Com letras e interpretações até hoje convincentes. Dalva de Oliveira e aqueles trinados, de repente não eram tão estranhos assim. Principalmente quando ela acertava no repertório de dor de cotovelo. Jorge Goulart, com aquela cara de cavalo… cantava bem… pra burro. Nelson Gonçalves e seu repertório boêmio – que a gente aprendia pra cantar de sacanagem nas mesas da Acaiaca – deveria ter sido levado mais a sério.
Só que essa geração de roqueiros que dançava fingindo que rosqueava nos palcos dos CCC, não confiava em quem tinha mais de 30 anos, e só queria saber de guinchos. E ganchos. Obrigado, Ruy Castro, por mais essa obra de imensa importância dentro da MPB. Já te devemos os compêndios mais importantes da Bossa Nova, e agora, esse sobre o Samba Canção lavou minha alma. Obrigado tia Ina, por ter emprestado o livro pra mamãe, que me cedeu escondido, desde que eu não o devolvesse babado.

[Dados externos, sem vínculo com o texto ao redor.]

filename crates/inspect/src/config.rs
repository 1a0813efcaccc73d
use std::path::PathBuf;

use labdesk_catalogue::DEFAULT_CATALOGUE_KEY;

/// Store directory used when `LABDESK_STORE_DIR` is unset.
pub const DEFAULT_STORE_DIR: &str = ".labdesk";

/// Settings for a single inspection run.
#[derive(Debug, Clone, PartialEq, Eq)]
pub struct InspectConfig {
    pub store_dir: PathBuf,
    pub catalogue_key: String,
    /// Also call the chemistry API health endpoint.
    pub probe_api: bool,
}

impl Default for InspectConfig {
    fn default() -> Self {
        Self {
            store_dir: PathBuf::from(DEFAULT_STORE_DIR),
            catalogue_key: DEFAULT_CATALOGUE_KEY.to_string(),
            probe_api: false,
        }
    }
}

impl InspectConfig {
    pub fn from_env() -> Self {
        Self::from_lookup(|name| std::env::var(name).ok())
    }

    pub fn from_lookup<F>(lookup: F) -> Self
    where
        F: Fn(&str) -> Option<String>,
    {
        let non_blank = |name: &str| {
            lookup(name)
                .map(|v| v.trim().to_string())
                .filter(|v| !v.is_empty())
        };

        let store_dir = non_blank("LABDESK_STORE_DIR")
            .map(PathBuf::from)
            .unwrap_or_else(|| PathBuf::from(DEFAULT_STORE_DIR));
        let catalogue_key = non_blank("LABDESK_CATALOGUE_KEY")
            .unwrap_or_else(|| DEFAULT_CATALOGUE_KEY.to_string());
        let probe_api = non_blank("LABDESK_PROBE_API")
            .map(|v| parse_flag(&v))
            .unwrap_or(false);

        Self {
            store_dir,
            catalogue_key,
            probe_api,
        }
    }
}

fn parse_flag(value: &str) -> bool {
    matches!(
        value.to_ascii_lowercase().as_str(),
        "1" | "true" | "yes" | "on"
    )
}

#[cfg(test)]
mod tests {
    use std::collections::HashMap;

    use super::*;

    fn lookup(vars: &[(&str, &str)]) -> impl Fn(&str) -> Option<String> {
        let map: HashMap<String, String> = vars
            .iter()
            .map(|(k, v)| (k.to_string(), v.to_string()))
            .collect();
        move |name| map.get(name).cloned()
    }

    #[test]
    fn defaults_when_unset() {
        let config = InspectConfig::from_lookup(lookup(&[]));
        assert_eq!(config, InspectConfig::default());
        assert_eq!(config.catalogue_key, "asset-catalogue");
        assert!(!config.probe_api);
    }

    #[test]
    fn overrides_are_read() {
        let config = InspectConfig::from_lookup(lookup(&[
            ("LABDESK_STORE_DIR", "/var/lib/labdesk"),
            ("LABDESK_CATALOGUE_KEY", "staging-assets"),
            ("LABDESK_PROBE_API", "TRUE"),
        ]));
        assert_eq!(config.store_dir, PathBuf::from("/var/lib/labdesk"));
        assert_eq!(config.catalogue_key, "staging-assets");
        assert!(config.probe_api);
    }

    #[test]
    fn unrecognised_flag_is_off() {
        let config = InspectConfig::from_lookup(lookup(&[
            ("LABDESK_PROBE_API", "maybe"),
            ("LABDESK_CATALOGUE_KEY", "  "),
        ]));
        assert!(!config.probe_api);
        assert_eq!(config.catalogue_key, DEFAULT_CATALOGUE_KEY);
    }
}
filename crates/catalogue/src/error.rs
use labdesk_store::StoreError;

/// Errors surfaced by [`AssetCatalogue`](crate::AssetCatalogue).
///
/// A missing asset is never an error; lookups return `Option` and deletes
/// return `bool`.
#[derive(Debug, thiserror::Error)]
pub enum CatalogueError {
    /// The backing store rejected a read or write.
    #[error(transparent)]
    Store(#[from] StoreError),

    /// The stored catalogue value is not a list of assets.
    #[error("Stored catalogue under '{key}' is corrupt: {source}")]
    Corrupt {
        key: String,
        #[source]
        source: serde_json::Error,
    },
}
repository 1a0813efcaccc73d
#[derive(Debug, thiserror::Error)]
pub enum CoreError {
    #[error("Validation failed: {0}")]
    Validation(String),
}
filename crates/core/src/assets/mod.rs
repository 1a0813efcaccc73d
//! Asset catalogue domain model.
//!
//! This module provides the asset record, its partial-update DTO, the
//! fixed category set, and aggregate statistics. It does NOT touch any
//! storage; the catalogue crate owns the index and its persistence and
//! calls into these pure functions.

pub mod category;
pub mod model;
pub mod stats;

pub use category::{category_by_id, AssetCategory, ASSET_CATEGORIES};
pub use model::{Asset, AssetPatch, AssetType};
pub use stats::AssetStats;
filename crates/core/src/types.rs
/// Asset and record identifiers are opaque strings.
pub type RecordId = String;

/// All timestamps are UTC.
pub type Timestamp = chrono::DateTime<chrono::Utc>;
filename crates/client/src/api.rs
//! HTTP client for the chemistry API.
//!
//! Every endpoint is a `GET` under the configured base URL. A non-2xx
//! response becomes [`ApiError::Failed`] naming the operation; the
//! response body is not parsed.

use serde::de::DeserializeOwned;

use crate::config::ClientConfig;
use crate::models::{
    Compound, CompoundQuery, HealthStatus, LiteratureQuery, PlatformStats, Publication, Reaction,
    ReactionQuery,
};

/// Errors from the chemistry API client.
#[derive(Debug, thiserror::Error)]
pub enum ApiError {
    /// The HTTP request itself failed (network, DNS, TLS, decode, etc.).
    #[error("HTTP request failed: {0}")]
    Request(#[from] reqwest::Error),

    /// The configured base URL cannot be extended with path segments.
    #[error("Invalid API base URL '{0}'")]
    InvalidBaseUrl(String),

    /// The API answered with a non-2xx status.
    #[error("Failed to {operation} (HTTP {status})")]
    Failed {
        /// Human-readable operation name, e.g. `"search compounds"`.
        operation: &'static str,
        status: u16,
    },
}

/// Client for a single chemistry API deployment.
#[derive(Debug, Clone)]
pub struct ChemistryApi {
    client: reqwest::Client,
    base_url: String,
}

impl ChemistryApi {
    /// Create a client for `base_url` with reqwest defaults.
    pub fn new(base_url: impl Into<String>) -> Self {
        Self::with_client(reqwest::Client::new(), base_url)
    }

    /// Create a client reusing an existing [`reqwest::Client`].
    pub fn with_client(client: reqwest::Client, base_url: impl Into<String>) -> Self {
        Self {
            client,
            base_url: base_url.into().trim_end_matches('/').to_string(),
        }
    }

    /// Create a client from [`ClientConfig`], applying its timeout.
    pub fn from_config(config: &ClientConfig) -> Result<Self, ApiError> {
        let client = reqwest::Client::builder().timeout(config.timeout).build()?;
        Ok(Self::with_client(client, config.base_url.clone()))
    }

    pub fn base_url(&self) -> &str {
        &self.base_url
    }

    /// `GET /health`.
    pub async fn health(&self) -> Result<HealthStatus, ApiError> {
        self.fetch("check health", self.request("/health")).await
    }

    /// `GET /stats`.
    pub async fn stats(&self) -> Result<PlatformStats, ApiError> {
        self.fetch("fetch stats", self.request("/stats")).await
    }

    /// `GET /compounds/search` with text, formula, weight range and limit.
    pub async fn search_compounds(
        &self,
        query: &CompoundQuery,
    ) -> Result<Vec<Compound>, ApiError> {
        let request = self.request("/compounds/search").query(query);
        self.fetch("search compounds", request).await
    }

    /// `GET /compounds/{id}`.
    pub async fn get_compound(&self, id: &str) -> Result<Compound, ApiError> {
        let url = self.segment_url(&["compounds", id])?;
        self.fetch("fetch compound", self.client.get(url)).await
    }

    /// `GET /reactions/search` with minimum yield, class and limit.
    pub async fn search_reactions(
        &self,
        query: &ReactionQuery,
    ) -> Result<Vec<Reaction>, ApiError> {
        let request = self.request("/reactions/search").query(query);
        self.fetch("search reactions", request).await
    }

    /// `GET /literature/search` with text, year and limit.
    pub async fn search_literature(
        &self,
        query: &LiteratureQuery,
    ) -> Result<Vec<Publication>, ApiError> {
        let request = self.request("/literature/search").query(query);
        self.fetch("search literature", request).await
    }

    // ---- private helpers ----

    fn url(&self, path: &str) -> String {
        format!("{}{}", self.base_url, path)
    }

    fn request(&self, path: &str) -> reqwest::RequestBuilder {
        self.client.get(self.url(path))
    }

    /// Base URL with `segments` appended, each percent-encoded as a single
    /// path segment.
    fn segment_url(&self, segments: &[&str]) -> Result<reqwest::Url, ApiError> {
        let mut url = reqwest::Url::parse(&self.base_url)
            .map_err(|_| ApiError::InvalidBaseUrl(self.base_url.clone()))?;
        url.path_segments_mut()
            .map_err(|()| ApiError::InvalidBaseUrl(self.base_url.clone()))?
            .pop_if_empty()
            .extend(segments);
        Ok(url)
    }

    /// Send `request` and decode a JSON body, mapping non-2xx statuses to
    /// [`ApiError::Failed`].
    async fn fetch<T: DeserializeOwned>(
        &self,
        operation: &'static str,
        request: reqwest::RequestBuilder,
    ) -> Result<T, ApiError> {
        let response = request.send().await?;
        let status = response.status();
        tracing::debug!(
            operation,
            url = %response.url(),
            status = status.as_u16(),
            "Chemistry API response"
        );

        if !status.is_success() {
            tracing::warn!(operation, status = status.as_u16(), "Chemistry API request failed");
            return Err(ApiError::Failed {
                operation,
                status: status.as_u16(),
            });
        }

        Ok(response.json::<T>().await?)
    }
}

#[cfg(test)]
mod tests {
    use assert_matches::assert_matches;

    use super::*;

    #[test]
    fn base_url_trailing_slash_is_trimmed() {
        let api = ChemistryApi::new("http://localhost:8000/api/v1/");
        assert_eq!(api.base_url(), "http://localhost:8000/api/v1");
        assert_eq!(api.url("/health"), "http://localhost:8000/api/v1/health");
    }

    #[test]
    fn reserved_characters_stay_in_one_segment() {
        let api = ChemistryApi::new("http://localhost:8000/api/v1/");
        let url = api.segment_url(&["compounds", "a/b c"]).unwrap();
        assert_eq!(
            url.as_str(),
            "http://localhost:8000/api/v1/compounds/a%2Fb%20c"
        );
        let url = api.segment_url(&["compounds", "../x"]).unwrap();
        assert_eq!(url.path(), "/api/v1/compounds/..%2Fx");
    }

    #[test]
    fn unparsable_base_url_is_rejected() {
        let api = ChemistryApi::new("not a url");
        assert_matches!(
            api.segment_url(&["compounds", "x"]),
            Err(ApiError::InvalidBaseUrl(url)) if url == "not a url"
        );
    }

    #[test]
    fn failure_message_names_operation() {
        let err = ApiError::Failed {
            operation: "search compounds",
            status: 503,
        };
        assert_eq!(err.to_string(), "Failed to search compounds (HTTP 503)");
    }
}
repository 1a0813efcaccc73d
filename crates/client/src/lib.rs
//! REST client for the chemistry data API.
//!
//! Provides typed response models, environment-driven configuration and
//! a thin [`reqwest`] wrapper mapping each GET endpoint to one method.

pub mod api;
pub mod config;
pub mod models;

pub use api::{ApiError, ChemistryApi};
pub use config::ClientConfig;
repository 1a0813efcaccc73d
//! Backing key-value stores for labdesk.
//!
//! The catalogue never talks to a concrete store; it is handed an
//! `Arc<dyn KvStore>`. Two implementations ship here:
//!
//! - [`MemoryStore`]: process-local map, used by tests and ephemeral
//!   sessions.
//! - [`FileStore`]: one JSON document per key under a root directory.

pub mod error;
pub mod file;
pub mod memory;

use async_trait::async_trait;

pub use error::StoreError;
pub use file::FileStore;
pub use memory::MemoryStore;

/// Asynchronous key-value store over JSON values.
///
/// `set` replaces any prior value under the key. Implementations are
/// not required to serialize concurrent writers; last writer wins.
#[async_trait]
pub trait KvStore: Send + Sync {
    /// Fetch the value stored under `key`, or `None` if absent.
    async fn get(&self, key: &str) -> Result<Option<serde_json::Value>, StoreError>;

    /// Store `value` under `key`, replacing whatever was there.
    async fn set(&self, key: &str, value: serde_json::Value) -> Result<(), StoreError>;
}
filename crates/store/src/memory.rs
//! Process-local key-value store.

use std::collections::HashMap;
use std::sync::atomic::{AtomicBool, AtomicUsize, Ordering};

use async_trait::async_trait;
use tokio::sync::RwLock;

use crate::{KvStore, StoreError};

/// In-memory [`KvStore`] backed by a `HashMap`.
///
/// Counts successful writes so callers can assert that an operation did
/// or did not touch the store. Can be switched offline to exercise
/// failure paths.
#[derive(Debug, Default)]
pub struct MemoryStore {
    entries: RwLock<HashMap<String, serde_json::Value>>,
    writes: AtomicUsize,
    offline: AtomicBool,
}

impl MemoryStore {
    pub fn new() -> Self {
        Self::default()
    }

    /// Number of successful `set` calls so far.
    pub fn write_count(&self) -> usize {
        self.writes.load(Ordering::SeqCst)
    }

    /// While offline, every `get` and `set` fails with
    /// [`StoreError::Unavailable`].
    pub fn set_offline(&self, offline: bool) {
        self.offline.store(offline, Ordering::SeqCst);
    }

    fn check_online(&self) -> Result<(), StoreError> {
        if self.offline.load(Ordering::SeqCst) {
            return Err(StoreError::Unavailable("memory store is offline".into()));
        }
        Ok(())
    }
}

#[async_trait]
impl KvStore for MemoryStore {
    async fn get(&self, key: &str) -> Result<Option<serde_json::Value>, StoreError> {
        self.check_online()?;
        Ok(self.entries.read().await.get(key).cloned())
    }

    async fn set(&self, key: &str, value: serde_json::Value) -> Result<(), StoreError> {
        self.check_online()?;
        self.entries.write().await.insert(key.to_string(), value);
        self.writes.fetch_add(1, Ordering::SeqCst);
        tracing::trace!(key, "Memory store write");
        Ok(())
    }
}

#[cfg(test)]
mod tests {
    use assert_matches::assert_matches;
    use serde_json::json;

    use super::*;

    #[tokio::test]
    async fn missing_key_is_none() {
        let store = MemoryStore::new();
        assert_eq!(store.get("nope").await.unwrap(), None);
    }

    #[tokio::test]
    async fn set_replaces_and_counts() {
        let store = MemoryStore::new();
        store.set("k", json!([1])).await.unwrap();
        store.set("k", json!([2])).await.unwrap();
        assert_eq!(store.get("k").await.unwrap(), Some(json!([2])));
        assert_eq!(store.write_count(), 2);
    }

    #[tokio::test]
    async fn offline_store_rejects_requests() {
        let store = MemoryStore::new();
        store.set_offline(true);
        assert_matches!(store.set("k", json!(1)).await, Err(StoreError::Unavailable(_)));
        assert_matches!(store.get("k").await, Err(StoreError::Unavailable(_)));
        assert_eq!(store.write_count(), 0);

        store.set_offline(false);
        assert!(store.set("k", json!(1)).await.is_ok());
    }
}
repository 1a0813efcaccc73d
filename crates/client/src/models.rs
//! Request and response types for the chemistry API.
//!
//! Responses are decoded tolerantly: unknown fields are ignored and
//! missing optional fields default, so additive server changes do not
//! break the client.

use std::collections::BTreeMap;

use serde::{Deserialize, Serialize};

// ---------------------------------------------------------------------------
// Platform
// ---------------------------------------------------------------------------

/// Body of `GET /health`.
#[derive(Debug, Clone, PartialEq, Deserialize)]
pub struct HealthStatus {
    pub status: String,
    #[serde(default)]
    pub timestamp: Option<String>,
    #[serde(default)]
    pub version: Option<String>,
}

impl HealthStatus {
    pub fn is_healthy(&self) -> bool {
        matches!(self.status.as_str(), "healthy" | "ok")
    }
}

/// Body of `GET /stats`.
///
/// Known fields are typed; anything else the server reports is kept in
/// `extra`.
#[derive(Debug, Clone, PartialEq, Deserialize)]
pub struct PlatformStats {
    #[serde(default)]
    pub version: Option<String>,
    #[serde(default)]
    pub rdkit_available: Option<bool>,
    #[serde(default)]
    pub orcid_configured: Option<bool>,
    #[serde(default)]
    pub zenodo_configured: Option<bool>,
    #[serde(default)]
    pub zenodo_mode: Option<String>,
    #[serde(flatten)]
    pub extra: BTreeMap<String, serde_json::Value>,
}

// ---------------------------------------------------------------------------
// Compounds
// ---------------------------------------------------------------------------

/// Chemical compound with identifiers and computed properties.
#[derive(Debug, Clone, PartialEq, Deserialize)]
pub struct Compound {
    #[serde(default)]
    pub id: Option<String>,
    pub name: String,
    /// ChEMBL, PubChem, InChIKey, etc.
    #[serde(default)]
    pub identifiers: BTreeMap<String, String>,
    #[serde(default)]
    pub smiles: Option<String>,
    #[serde(default)]
    pub std_smiles: Option<String>,
    #[serde(default)]
    pub inchi: Option<String>,
    #[serde(default)]
    pub inchikey: Option<String>,
    #[serde(default)]
    pub formula: Option<String>,
    /// Molecular weight (g/mol).
    #[serde(default)]
    pub mw: Option<f64>,
    #[serde(default)]
    pub logp: Option<f64>,
    /// Topological polar surface area (Å²).
    #[serde(default)]
    pub tpsa: Option<f64>,
    #[serde(default)]
    pub hbd: Option<u32>,
    #[serde(default)]
    pub hba: Option<u32>,
    #[serde(default)]
    pub rot_bonds: Option<u32>,
    #[serde(default)]
    pub tags: Vec<String>,
}

impl Compound {
    /// Lipinski's rule of five. `None` when any input property is missing.
    pub fn lipinski_ro5_pass(&self) -> Option<bool> {
        let (mw, logp, hbd, hba) = (self.mw?, self.logp?, self.hbd?, self.hba?);
        Some(mw <= 500.0 && logp <= 5.0 && hbd <= 5 && hba <= 10)
    }
}

/// Query parameters for `GET /compounds/search`. Unset fields are omitted.
#[derive(Debug, Clone, Default, PartialEq, Serialize)]
pub struct CompoundQuery {
    #[serde(skip_serializing_if = "Option::is_none")]
    pub query: Option<String>,
    #[serde(skip_serializing_if = "Option::is_none")]
    pub formula: Option<String>,
    #[serde(skip_serializing_if = "Option::is_none")]
    pub min_weight: Option<f64>,
    #[serde(skip_serializing_if = "Option::is_none")]
    pub max_weight: Option<f64>,
    #[serde(skip_serializing_if = "Option::is_none")]
    pub limit: Option<u32>,
}

// ---------------------------------------------------------------------------
// Reactions
// ---------------------------------------------------------------------------

#[derive(Debug, Clone, PartialEq, Deserialize)]
pub struct Reaction {
    #[serde(default)]
    pub id: Option<String>,
    #[serde(default)]
    pub reaction_smiles: Option<String>,
    #[serde(default)]
    pub reaction_class: Option<String>,
    #[serde(default)]
    pub yield_percent: Option<f64>,
    #[serde(default)]
    pub conditions: BTreeMap<String, serde_json::Value>,
    #[serde(default)]
    pub reference: Option<String>,
}

/// Query parameters for `GET /reactions/search`.
#[derive(Debug, Clone, Default, PartialEq, Serialize)]
pub struct ReactionQuery {
    #[serde(skip_serializing_if = "Option::is_none")]
    pub min_yield: Option<f64>,
    #[serde(skip_serializing_if = "Option::is_none")]
    pub reaction_class: Option<String>,
    #[serde(skip_serializing_if = "Option::is_none")]
    pub limit: Option<u32>,
}

// ---------------------------------------------------------------------------
// Literature
// ---------------------------------------------------------------------------

/// Research publication or dataset.
#[derive(Debug, Clone, PartialEq, Deserialize)]
pub struct Publication {
    pub title: String,
    #[serde(default)]
    pub authors: Vec<String>,
    #[serde(default)]
    pub doi: Option<String>,
    #[serde(default)]
    pub pmid: Option<String>,
    #[serde(default)]
    pub journal: Option<String>,
    #[serde(default)]
    pub year: Option<i32>,
    #[serde(default, rename = "abstract")]
    pub abstract_text: Option<String>,
    #[serde(default)]
    pub url: Option<String>,
}

/// Query parameters for `GET /literature/search`.
#[derive(Debug, Clone, Default, PartialEq, Serialize)]
pub struct LiteratureQuery {
    #[serde(skip_serializing_if = "Option::is_none")]
    pub query: Option<String>,
    #[serde(skip_serializing_if = "Option::is_none")]
    pub year: Option<i32>,
    #[serde(skip_serializing_if = "Option::is_none")]
    pub limit: Option<u32>,
}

Pra quem não conhece o programa SPOTIFY, vai o link do melhor programa de música de todos os tempos: https://www.spotify.com/br

E a capa do livro do Ruy, já vale o preço e o apreço.

Não tem como falarmos desse livro sem uma referência mais específica sobre dois dos seus maiores personagens: Sérgio Porto – o Stanilaw Ponte Preta -, estampado em várias fotos dançando nas boates da moda e citado em situações no mínimo insólitas, e Antônio Maria, talvez o personagem principal desse período. Ambos eram cronistas, redatores de rádio e programas humorísticos da TV (recém-criada), amantes inveterados de mulheres magníficas e sardônicos, como somente os grandes “cabeçudos” podem ser. Adoro a história do Antônio Maria, em que ele escreveu um sketch de TV e o diretor o chamou e reclamou que estava muito profundo para que o público entendesse. Ele deu uma retocada e devolveu o trabalho com essa pérola: “taí… pior que isso não consigo fazer” Época cruel, em que os bons morriam cedo e vários senadores e deputados bem depois. Maria morreu com 39, Sérgio com 45 anos.